Rudin: You can skip the part of Chapter 3 "The Number e" until "Rearrangements", all of Chapter 5 differentiation, the last two sections in Chapter 6: "Integration of Vector-valued functions" and "rectifiable curves" and the last three sections in Chapter 7
You're missing topology. Try Munkres Chapters 2-3. Rudin covers a little bit of this but for $\mathbb R$ only I think.
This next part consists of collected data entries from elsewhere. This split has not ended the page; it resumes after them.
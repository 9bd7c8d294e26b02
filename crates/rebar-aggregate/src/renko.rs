//! Renko brick construction.

use chrono::{DateTime, TimeDelta, Utc};
use rebar_types::{AggregationError, Bar, Numeric, Result};

use crate::Aggregate;
use crate::bucket::{check_contiguous, check_finite, check_positive, check_present};

/// Builds fixed-size bricks from the closing-price sequence.
///
/// The first close seeds the anchor and emits nothing. A later close emits
/// one brick per whole `brick_size` it lies away from the anchor, moving the
/// anchor with each brick. A move against the current direction emits only
/// when it spans at least `reversal_bricks` bricks; a smaller adverse move
/// leaves the anchor and direction untouched.
///
/// Bricks produced by one source bar split its span evenly, at least one
/// nanosecond each. End times are strictly increasing as long as the span
/// holds one nanosecond per brick; beyond that the surplus bricks share the
/// source bar's end time. Volume, amount and trades accumulated since the
/// previous brick go to the last brick; the others carry zero. Activity
/// after the final brick is dropped.
#[derive(Debug, Clone, Copy, PartialEq)]
pub struct RenkoBarAggregator<N> {
    brick_size: N,
    reversal_bricks: u32,
}

impl<N: Numeric> RenkoBarAggregator<N> {
    /// Creates a Renko aggregator.
    ///
    /// # Errors
    ///
    /// Returns [`AggregationError::InvalidParameter`] if `brick_size` is not
    /// a finite positive value or `reversal_bricks` is zero.
    pub fn new(brick_size: N, reversal_bricks: u32) -> Result<Self> {
        let brick_size = check_positive("brick_size", brick_size)?;
        if reversal_bricks == 0 {
            return Err(AggregationError::invalid_parameter(
                "reversal_bricks",
                "must be at least 1",
            ));
        }
        Ok(Self {
            brick_size,
            reversal_bricks,
        })
    }

    /// Returns the price height of one brick.
    #[must_use]
    pub const fn brick_size(&self) -> N {
        self.brick_size
    }

    /// Returns the number of bricks a reversal must span.
    #[must_use]
    pub const fn reversal_bricks(&self) -> u32 {
        self.reversal_bricks
    }
}

impl<N: Numeric> Aggregate<N> for RenkoBarAggregator<N> {
    fn name(&self) -> &'static str {
        "renko"
    }

    fn aggregate(&self, bars: &[Bar<N>]) -> Result<Vec<Bar<N>>> {
        check_contiguous(bars)?;
        check_present(bars, "close", |bar| bar.close)?;
        check_finite(bars, "close", |bar| bar.close)?;

        let Some((seed, rest)) = bars.split_first() else {
            return Ok(Vec::new());
        };

        let mut bricks = Vec::new();
        let mut state = BrickState::seed(seed);
        for (offset, bar) in rest.iter().enumerate() {
            state.advance(self, offset + 1, bar, &mut bricks)?;
        }

        tracing::debug!(
            strategy = "renko",
            brick_size = ?self.brick_size,
            reversal_bricks = self.reversal_bricks,
            input = bars.len(),
            output = bricks.len(),
            "aggregated bars"
        );
        Ok(bricks)
    }
}

/// Direction of the last emitted brick.
#[derive(Debug, Clone, Copy, PartialEq, Eq)]
enum Direction {
    Up,
    Down,
}

/// Per-call brick state.
#[derive(Debug)]
struct BrickState<N> {
    anchor: N,
    direction: Option<Direction>,
    pending: Pending<N>,
}

/// Source activity not yet attributed to a brick.
#[derive(Debug)]
struct Pending<N> {
    since: DateTime<Utc>,
    volume: N,
    amount: N,
    trades: u64,
}

impl<N: Numeric> Pending<N> {
    fn starting_at(since: DateTime<Utc>) -> Self {
        Self {
            since,
            volume: N::zero(),
            amount: N::zero(),
            trades: 0,
        }
    }

    fn add(&mut self, bar: &Bar<N>) {
        self.volume = self.volume + bar.volume;
        self.amount = self.amount + bar.amount;
        self.trades += bar.trades;
    }
}

impl<N: Numeric> BrickState<N> {
    fn seed(bar: &Bar<N>) -> Self {
        let mut pending = Pending::starting_at(bar.begin_time());
        pending.add(bar);
        Self {
            anchor: bar.close,
            direction: None,
            pending,
        }
    }

    fn advance(
        &mut self,
        config: &RenkoBarAggregator<N>,
        index: usize,
        bar: &Bar<N>,
        bricks: &mut Vec<Bar<N>>,
    ) -> Result<()> {
        self.pending.add(bar);

        let delta = bar.close - self.anchor;
        let distance = delta.abs();
        if distance < config.brick_size {
            return Ok(());
        }

        let count = (distance / config.brick_size)
            .floor_to_usize()
            .ok_or_else(|| {
                AggregationError::malformed_bar(index, "price move too large for brick size")
            })?;
        let direction = if delta > N::zero() {
            Direction::Up
        } else {
            Direction::Down
        };

        if let Some(current) = self.direction
            && current != direction
            && count < config.reversal_bricks as usize
        {
            tracing::trace!(index, count, "reversal below threshold");
            return Ok(());
        }

        self.direction = Some(direction);
        self.emit(config.brick_size, direction, count, bar.end_time, bricks);
        Ok(())
    }

    /// Emits `count` bricks ending at `end_time`.
    fn emit(
        &mut self,
        brick_size: N,
        direction: Direction,
        count: usize,
        end_time: DateTime<Utc>,
        bricks: &mut Vec<Bar<N>>,
    ) {
        let pending = std::mem::replace(&mut self.pending, Pending::starting_at(end_time));
        let step = brick_step(end_time - pending.since, count);
        let mut begin = pending.since;

        for k in 1..=count {
            let open = self.anchor;
            let close = match direction {
                Direction::Up => open + brick_size,
                Direction::Down => open - brick_size,
            };
            self.anchor = close;

            let brick = if k == count {
                Bar::new(
                    open,
                    open.max(close),
                    open.min(close),
                    close,
                    pending.volume,
                    pending.amount,
                    pending.trades,
                    end_time - begin,
                    end_time,
                )
            } else {
                let end = (begin + step).min(end_time);
                Bar::new(
                    open,
                    open.max(close),
                    open.min(close),
                    close,
                    N::zero(),
                    N::zero(),
                    0,
                    end - begin,
                    end,
                )
            };
            tracing::trace!(open = ?open, close = ?close, "brick");
            begin = brick.end_time;
            bricks.push(brick);
        }
    }
}

/// Duration of each of `count` bricks sharing `span`, never below 1ns.
fn brick_step(span: TimeDelta, count: usize) -> TimeDelta {
    let step = span / i32::try_from(count).unwrap_or(i32::MAX);
    step.max(TimeDelta::nanoseconds(1))
}

#[cfg(test)]
mod tests {
    use super::*;
    use crate::bucket::test_bars::{epoch, from_closes, from_prices};
    use approx::assert_relative_eq;

    fn closes_of<N: Numeric>(bricks: &[Bar<N>]) -> Vec<N> {
        bricks.iter().map(|brick| brick.close).collect()
    }

    fn run<N: Numeric>(brick_size: u32, reversal: u32, closes: &[u32]) -> Vec<Bar<N>> {
        let agg = RenkoBarAggregator::new(N::from_u32(brick_size), reversal).unwrap();
        agg.aggregate(&from_closes(TimeDelta::minutes(1), closes))
            .unwrap()
    }

    #[test]
    fn test_empty_input() {
        let agg = RenkoBarAggregator::new(2.0_f64, 2).unwrap();
        assert!(agg.aggregate(&[]).unwrap().is_empty());
    }

    #[test]
    fn test_rejects_invalid_parameters() {
        assert!(matches!(
            RenkoBarAggregator::new(0.0_f64, 1),
            Err(AggregationError::InvalidParameter {
                parameter: "brick_size",
                ..
            })
        ));
        assert!(RenkoBarAggregator::new(f32::NAN, 1).is_err());
        assert!(RenkoBarAggregator::new(-1.0_f64, 1).is_err());
        assert!(matches!(
            RenkoBarAggregator::new(1.0_f64, 0),
            Err(AggregationError::InvalidParameter {
                parameter: "reversal_bricks",
                ..
            })
        ));
    }

    #[test]
    fn test_uptrend() {
        let bricks: Vec<Bar<f64>> = run(2, 2, &[100, 101, 103, 105, 107, 109]);
        assert_eq!(closes_of(&bricks), vec![102.0, 104.0, 106.0, 108.0]);

        let bricks: Vec<Bar<f32>> = run(2, 2, &[100, 101, 103, 105, 107, 109]);
        assert_eq!(closes_of(&bricks), vec![102.0, 104.0, 106.0, 108.0]);
    }

    #[test]
    fn test_fractional_bricks_are_exact_with_decimal() {
        use rust_decimal::Decimal;

        let closes = [1000, 1003, 1001, 999, 1006].map(|tenths| Decimal::new(tenths, 1));
        let tenth = Decimal::new(1, 1);
        let agg = RenkoBarAggregator::new(tenth, 2).unwrap();
        let bricks = agg
            .aggregate(&from_prices(TimeDelta::minutes(1), &closes))
            .unwrap();

        // 3 up, 2 down, 2 down, 7 up
        assert_eq!(bricks.len(), 14);
        assert_eq!(bricks[2].close, Decimal::new(1003, 1));
        assert_eq!(bricks[6].close, Decimal::new(999, 1));
        assert_eq!(bricks[13].close, Decimal::new(1006, 1));
        for brick in &bricks {
            assert_eq!((brick.close - brick.open).abs(), tenth);
        }
    }

    #[test]
    fn test_reversals() {
        let expected = [
            102.0, 104.0, 102.0, 100.0, 98.0, 96.0, 98.0, 100.0, 102.0, 104.0, 106.0,
        ];

        let bricks: Vec<Bar<f64>> = run(2, 2, &[100, 104, 99, 95, 101, 107]);
        assert_eq!(closes_of(&bricks), expected.to_vec());

        let bricks: Vec<Bar<f32>> = run(2, 2, &[100, 104, 99, 95, 101, 107]);
        let expected: Vec<f32> = expected.iter().map(|&c| c as f32).collect();
        assert_eq!(closes_of(&bricks), expected);
    }

    #[test]
    fn test_small_moves_emit_nothing() {
        let bricks: Vec<Bar<f64>> = run(5, 1, &[100, 101, 97, 103, 99, 104]);
        assert!(bricks.is_empty());
    }

    #[test]
    fn test_rejected_reversal_keeps_anchor() {
        // Up to 104, then a one-brick pullback that does not qualify, then a
        // drop that is judged against the unchanged 104 anchor.
        let bricks: Vec<Bar<f64>> = run(2, 2, &[100, 104, 102, 99]);
        assert_eq!(closes_of(&bricks), vec![102.0, 104.0, 102.0, 100.0]);

        let bricks: Vec<Bar<f64>> = run(2, 3, &[100, 104, 99, 104, 106]);
        assert_eq!(closes_of(&bricks), vec![102.0, 104.0, 106.0]);
    }

    #[test]
    fn test_single_brick_reversal() {
        let bricks: Vec<Bar<f64>> = run(2, 1, &[100, 104, 102]);
        assert_eq!(closes_of(&bricks), vec![102.0, 104.0, 102.0]);
        assert!(bricks[2].is_bearish());
    }

    #[test]
    fn test_brick_shape() {
        let bricks: Vec<Bar<f64>> = run(2, 2, &[100, 104, 99]);
        for brick in &bricks {
            assert_relative_eq!(brick.body(), 2.0);
            assert_eq!(brick.high, brick.open.max(brick.close));
            assert_eq!(brick.low, brick.open.min(brick.close));
        }
        assert_eq!(bricks[2].open, 104.0);
        assert_eq!(bricks[2].close, 102.0);
    }

    #[test]
    fn test_attribution_goes_to_last_brick() {
        let bricks: Vec<Bar<f64>> = run(2, 1, &[100, 101, 106]);
        assert_eq!(bricks.len(), 3);

        // Seed bar plus both following bars.
        assert_eq!(bricks[2].volume, 3.0);
        assert_eq!(bricks[2].trades, 3);
        assert_eq!(bricks[0].volume, 0.0);
        assert_eq!(bricks[1].trades, 0);

        // The three minutes are split across the bricks.
        for (n, brick) in (1..).zip(&bricks) {
            assert_eq!(brick.time_period, TimeDelta::minutes(1));
            assert_eq!(brick.end_time, epoch() + TimeDelta::minutes(n));
        }
    }

    #[test]
    fn test_output_times_are_contiguous() {
        let bricks: Vec<Bar<f64>> = run(1, 1, &[100, 107, 103, 111]);
        for pair in bricks.windows(2) {
            assert_eq!(pair[1].begin_time(), pair[0].end_time);
        }
    }

    #[test]
    fn test_brick_step_never_zero() {
        assert_eq!(brick_step(TimeDelta::minutes(3), 3), TimeDelta::minutes(1));
        assert_eq!(
            brick_step(TimeDelta::nanoseconds(3), 5),
            TimeDelta::nanoseconds(1)
        );
        assert_eq!(
            brick_step(TimeDelta::seconds(1), usize::MAX),
            TimeDelta::nanoseconds(1)
        );
    }

    #[test]
    fn test_rejects_missing_close() {
        let mut bars: Vec<Bar<f64>> = from_closes(TimeDelta::minutes(1), &[100, 102, 104]);
        bars[2].close = f64::NAN;

        let agg = RenkoBarAggregator::new(1.0_f64, 1).unwrap();
        assert_eq!(
            agg.aggregate(&bars),
            Err(AggregationError::malformed_bar(2, "missing close"))
        );
    }

    #[test]
    fn test_rejects_infinite_close() {
        let mut bars: Vec<Bar<f64>> = from_closes(TimeDelta::minutes(1), &[100, 102, 104]);
        bars[1].close = f64::INFINITY;

        let agg = RenkoBarAggregator::new(1.0_f64, 1).unwrap();
        assert_eq!(
            agg.aggregate(&bars),
            Err(AggregationError::malformed_bar(1, "close is not finite"))
        );
    }

    #[test]
    fn test_rejects_non_uniform_input() {
        let mut bars: Vec<Bar<f64>> = from_closes(TimeDelta::minutes(1), &[100, 102, 104]);
        bars[1].time_period = TimeDelta::seconds(30);

        let agg = RenkoBarAggregator::new(1.0_f64, 1).unwrap();
        assert!(matches!(
            agg.aggregate(&bars),
            Err(AggregationError::InconsistentInput { index: 1, .. })
        ));
    }

    #[test]
    fn test_instance_is_reusable() {
        let agg = RenkoBarAggregator::new(2.0_f64, 2).unwrap();
        let bars: Vec<Bar<f64>> = from_closes(TimeDelta::minutes(1), &[100, 104, 99]);
        assert_eq!(agg.aggregate(&bars).unwrap(), agg.aggregate(&bars).unwrap());
    }
}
Munkres generalizes these.
Order:
Real Analysis (The "Elementary" Real Analysis you have suggested)
Linear Algebra
Complex Analysis Basics (Chapter 1 Ahlfors)
Abstract Algebra
Topology
The Rest of Complex Analysis (Chapters 2-5 Ahlfors)
Notes on Order:
1 and 2 can be interchanged or learned together
4,5 and 6 can be interchanged or learned together
No more differential equations even partial differential equations. I highly suggest prioritizing everything else because differential equations, statistics and probability are more used in applied math.
After you have finished, you can take up additional topics to see what interests you:
Artin and Dummit Foote have a lot for abstract algebra.
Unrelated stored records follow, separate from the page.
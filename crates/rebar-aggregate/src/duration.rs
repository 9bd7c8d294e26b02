//! Fixed-duration resampling.

use chrono::{DateTime, TimeDelta, Utc};
use rebar_types::{AggregationError, Bar, Numeric, Result, Timeframe};

use crate::Aggregate;
use crate::bucket::Bucket;

/// Regroups bars into buckets of a fixed length of time.
///
/// A bucket is anchored on the bar that opens it and spans `target_period`
/// from that bar's begin time. Gaps in the input are tolerated: a bar ending
/// past the current boundary closes the bucket and anchors the next one.
///
/// A trailing bucket that already reaches its boundary is complete and is
/// always emitted; only a partial trailing bucket is subject to
/// `only_final_bars`.
#[derive(Debug, Clone, Copy, PartialEq, Eq)]
pub struct DurationBarAggregator {
    target_period: TimeDelta,
    only_final_bars: bool,
}

impl DurationBarAggregator {
    /// Creates an aggregator for the given target period.
    ///
    /// When `only_final_bars` is true, a bucket still open at the end of the
    /// input is discarded.
    ///
    /// # Errors
    ///
    /// Returns [`AggregationError::InvalidParameter`] if `target_period` is
    /// zero or negative.
    pub fn new(target_period: TimeDelta, only_final_bars: bool) -> Result<Self> {
        if target_period <= TimeDelta::zero() {
            return Err(AggregationError::invalid_parameter(
                "target_period",
                format!("must be positive, got {target_period}"),
            ));
        }
        Ok(Self {
            target_period,
            only_final_bars,
        })
    }

    /// Creates an aggregator for a named timeframe.
    #[must_use]
    pub const fn from_timeframe(timeframe: Timeframe, only_final_bars: bool) -> Self {
        Self {
            target_period: timeframe.duration(),
            only_final_bars,
        }
    }

    /// Returns the target bucket length.
    #[must_use]
    pub const fn target_period(&self) -> TimeDelta {
        self.target_period
    }

    /// Returns whether a dangling bucket is discarded.
    #[must_use]
    pub const fn only_final_bars(&self) -> bool {
        self.only_final_bars
    }

    /// Opens a bucket on `bar`, returning it with its boundary.
    fn open_bucket<N: Numeric>(&self, bar: &Bar<N>) -> (Bucket<N>, DateTime<Utc>) {
        (Bucket::open(bar), bar.begin_time() + self.target_period)
    }
}

impl<N: Numeric> Aggregate<N> for DurationBarAggregator {
    fn name(&self) -> &'static str {
        "duration"
    }

    fn aggregate(&self, bars: &[Bar<N>]) -> Result<Vec<Bar<N>>> {
        let mut output = Vec::new();
        let mut current: Option<(Bucket<N>, DateTime<Utc>)> = None;

        for bar in bars {
            match current.take() {
                Some((mut bucket, boundary)) if bar.end_time <= boundary => {
                    bucket.push(bar);
                    current = Some((bucket, boundary));
                }
                Some((bucket, _)) => {
                    output.push(bucket.finish());
                    current = Some(self.open_bucket(bar));
                }
                None => current = Some(self.open_bucket(bar)),
            }
        }

        if let Some((bucket, boundary)) = current
            && (bucket.end_time() >= boundary || !self.only_final_bars)
        {
            output.push(bucket.finish());
        }

        tracing::debug!(
            strategy = "duration",
            period = %self.target_period,
            input = bars.len(),
            output = output.len(),
            "aggregated bars"
        );
        Ok(output)
    }
}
Ahlfors has more for complex analysis.
For real analysis, I think Rudin gives a good introduction of higher real analysis can be learned more in depth in Royden and Fitzpatrick Part One.
Functional analysis in Kreyszig, Papa Rudin or Royden and Fitzpatrick Part Two. Kreyszig doesn't require algebra or topology, but I think things will go faster for you if you know those.
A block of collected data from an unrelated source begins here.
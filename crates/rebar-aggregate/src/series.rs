//! Whole-series resampling.

use rebar_types::{BarSeries, Numeric, Result};

use crate::Aggregate;

/// Applies one strategy to a full [`BarSeries`].
///
/// The source series is never modified; each call builds a new series of
/// the same numeric family.
#[derive(Debug, Clone)]
pub struct SeriesAggregator<A> {
    aggregator: A,
}

impl<A> SeriesAggregator<A> {
    /// Creates an orchestrator around `aggregator`.
    #[must_use]
    pub const fn new(aggregator: A) -> Self {
        Self { aggregator }
    }

    /// Returns the wrapped strategy.
    #[must_use]
    pub const fn aggregator(&self) -> &A {
        &self.aggregator
    }

    /// Resamples `series`, keeping its name.
    ///
    /// # Errors
    ///
    /// Propagates any validation error from the strategy.
    pub fn aggregate<N>(&self, series: &BarSeries<N>) -> Result<BarSeries<N>>
    where
        N: Numeric,
        A: Aggregate<N>,
    {
        self.aggregate_as(series, series.name())
    }

    /// Resamples `series` into a series called `name`.
    ///
    /// # Errors
    ///
    /// Propagates any validation error from the strategy.
    pub fn aggregate_as<N>(
        &self,
        series: &BarSeries<N>,
        name: impl Into<String>,
    ) -> Result<BarSeries<N>>
    where
        N: Numeric,
        A: Aggregate<N>,
    {
        let name = name.into();
        tracing::debug!(
            source = series.name(),
            target = %name,
            strategy = self.aggregator.name(),
            "resampling series"
        );
        let bars = self.aggregator.aggregate(series.bars())?;
        Ok(BarSeries::new(name, bars))
    }
}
Algebraic topology in Munkres Part Two. (But if you plan to continue in Munkres, you must know Munkres Chapter 4 as well. You do not need Chapters 5-8 to begin Part Two.)
Munkres Part One also has additional topics (Chapters 5-8). (But if you plan to continue in Munkres, you must know Munkres Chapter 4 as well because Chapters 2-4 are core topology.)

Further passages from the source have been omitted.